The SEC has found that Morgan Stanley didn’t correctly eliminate storage units containing its clients’ PII courting way back to 2015. The fee additionally came upon that in a number of circumstances, Morgan Stanley contracted a “shifting and storage firm with no expertise or experience in information destruction companies” to retire hundreds of HDDs and servers containing the private data of hundreds of thousands of its shoppers. As an alternative of destroying the drives and server, the corporate offered them to a 3rd social gathering, which offered them on an Web public sale.

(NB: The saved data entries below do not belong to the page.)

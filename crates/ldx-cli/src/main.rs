//! # ldx CLI
//!
//! Builds, inspects and queries LooseDex loose-file caches.

use std::path::PathBuf;

use anyhow::Result;
use clap::{Parser, Subcommand};
use ldx_cache::PathNormalizer;
use ldx_config::logging::{init_logging, LogLevel};
use ldx_config::NormalizationConfig;

mod build;
mod inspect;
mod query;

/// LooseDex - precomputed loose-file index for the game's resource system
#[derive(Parser)]
#[command(name = "ldx")]
#[command(version, about, long_about = None)]
struct Cli {
    /// Root marker every cached path starts with (empty disables it)
    #[arg(long, global = true, default_value = "data")]
    root_marker: String,

    /// Name of the root itself in traversal prefixes
    #[arg(long, global = true, default_value = "root")]
    root_sentinel: String,

    /// Debug logging
    #[arg(short, long, global = true)]
    verbose: bool,

    #[command(subcommand)]
    command: Commands,
}

#[derive(Subcommand)]
enum Commands {
    /// Index a data directory into a cache file
    Build {
        /// Game data directory (or any loose-file tree)
        #[arg(value_name = "DIR")]
        directory: PathBuf,

        /// Output cache file [default: <DIR>/SKSE/Plugins/LooseDex/loosedex_vfs_cache.bin]
        #[arg(short, long)]
        output: Option<PathBuf>,

        /// Additional extension to leave out (repeatable)
        #[arg(long = "exclude-ext", value_name = "EXT")]
        exclude_ext: Vec<String>,

        /// Default-excluded extension to index anyway (repeatable)
        #[arg(long = "include-ext", value_name = "EXT")]
        include_ext: Vec<String>,

        /// Start from an empty exclusion list
        #[arg(long)]
        no_default_excludes: bool,

        /// Print every excluded file
        #[arg(long)]
        show_excluded: bool,
    },

    /// Summarize a cache file
    Inspect {
        #[arg(value_name = "FILE")]
        file: PathBuf,

        /// Show up to two sample paths per extension
        #[arg(long)]
        samples: bool,

        /// Machine-readable output
        #[arg(long)]
        json: bool,
    },

    /// Print normalized form and fingerprint of paths
    Hash {
        /// Paths to hash [default: built-in parity vectors]
        #[arg(value_name = "PATH")]
        paths: Vec<String>,
    },

    /// Resolve one path against a cache file
    Lookup {
        #[arg(value_name = "FILE")]
        file: PathBuf,

        #[arg(value_name = "PATH")]
        path: String,
    },

    /// List cached paths under a directory prefix
    List {
        #[arg(value_name = "FILE")]
        file: PathBuf,

        /// Directory prefix [default: everything]
        #[arg(value_name = "PREFIX", default_value = "")]
        prefix: String,

        /// Stop after this many paths
        #[arg(short = 'n', long)]
        limit: Option<usize>,
    },

    /// Print the default config file
    Config,
}

fn main() -> Result<()> {
    let cli = Cli::parse();

    init_logging(if cli.verbose {
        LogLevel::Debug
    } else {
        LogLevel::Warn
    });

    let normalizer = PathNormalizer::from_config(&NormalizationConfig {
        root_marker: cli.root_marker.clone(),
        root_sentinel: cli.root_sentinel.clone(),
    });

    match cli.command {
        Commands::Build {
            directory,
            output,
            exclude_ext,
            include_ext,
            no_default_excludes,
            show_excluded,
        } => {
            let excluded =
                build::excluded_extensions(!no_default_excludes, &exclude_ext, &include_ext);
            let output = output.unwrap_or_else(|| build::default_output(&directory));
            build::run(&directory, &output, &excluded, normalizer, show_excluded)
        }
        Commands::Inspect {
            file,
            samples,
            json,
        } => inspect::run(&file, normalizer, samples, json),
        Commands::Hash { paths } => {
            query::hash(&paths, &normalizer);
            Ok(())
        }
        Commands::Lookup { file, path } => query::lookup(&file, normalizer, &path),
        Commands::List {
            file,
            prefix,
            limit,
        } => query::list(&file, normalizer, &prefix, limit),
        Commands::Config => {
            print!("{}", ldx_config::Config::default_toml()?);
            Ok(())
        }
    }
}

Usually, firms coping with delicate information use {hardware} safety modules (HSMs) corresponding to Marvell’s LiquidSecurity, self-encrypting drives (SED), or at the very least encrypt the information through software program. Decommissioning a SED is a quick and straightforward course of because it solely requires erasing the encryption key from the drive. Morgan Stanley didn’t use SEDs and didn’t encrypt information on its servers, despite the fact that the latter supported such functionality. Normally, decommissioning a server with unencrypted information requires erasing all the information and making certain it’s inconceivable to recuperate it, which in lots of circumstances consists of the bodily destruction of storage units. But, MSSB’s contractors didn’t do this, and MSSB didn’t correctly monitor its work.
Lastly, Morgan Stanley discovered that 42 servers, all hypothetically storing unencrypted buyer PII and shopper report data, have been primarily misplaced or stolen by the shifting firm.
“Prospects entrust their private data to monetary professionals with the understanding and expectation that it will likely be protected, and MSSB fell woefully brief in doing so,” mentioned Gurbir S. Grewal, Director of the SEC’s Enforcement Division. “If not correctly safeguarded, this delicate data can find yourself within the unsuitable palms and have disastrous penalties for buyers. At present’s motion sends a transparent message to monetary establishments that they need to take severely their obligation to safeguard such information.”
Morgan Stanley agreed to pay a $35 million positive with out admitting guilt or denying the SEC’s findings.